The Grey by Joe Carnahan
Joe Carnahan is not the kind of director I keep track trying to watch everything he does, actually I normally ignore the things he does and a macho survival story like the one featured here didn’t look like something worth watching: I was wrong, nine months from now this film will find a place into my top 10 list. It will be fair to observe what Carnahan will do in the future but looking at what he has done in the past it’s spontaneous to attribute much of the good stuff in The Grey to his collaborators, two of them mainly, the brains and the looks of this film: writer Ian Mackenzie Jeffers and cinematographer Masanobu Takayanagi. Jeffers has to be a good writer, the plot here is quite simple and – in a way – it’s the same old story we have seen in many film the likes of The Dirty Dozen or The Perfect Storm where we get: a bunch of outcasts who found themselves into a live or die situation, lot of macho action, some thrill related to the question “will they survive?” plus some philosophical mumbo-jumbo and a lot of special effects. The Grey plays this genre with different rules, first of all a spare use of special effects – it was the Jaws lesson: the less we see the beast the more we fear it – and with a group of characters (led by an excellent Liam Neeson and an unexpected Frank Grillo) who feel alive and true to our eyes and ears.

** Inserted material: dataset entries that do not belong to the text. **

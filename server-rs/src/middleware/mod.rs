pub mod internal;
pub mod rate_limit;
pub mod tenant;

pub use internal::*;
pub use rate_limit::*;
pub use tenant::*;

The Grey is a genre film of course, the tension of the film comes from the extreme situation our heroes are facing but minute after minute, the more you get to know them, the more they reveal the strength and frailness of their humanity we realize their fight is our fight: technology and progress are only illusory means to forget that survival is the authentic daily business of the human race, so kudos to a writer who manages to turn genre material into something gripping and meaningful. If I wrote that I remember the previous work I’ve seen of cinematographer Masanobu Takayanagi I would lie, nonetheless this guy here has made a perfect job to translate into images the good writing by Jeffers: no silly camera angles, no beautiful shots having nothing to do with the story, but spare and efficient images apt to make true and believable the hardship and pain of the story. A final note for the already mentioned Liam Neeson, what a performance! I can’t remember the last time he had created a character as good as John Ottway: actors need good writers.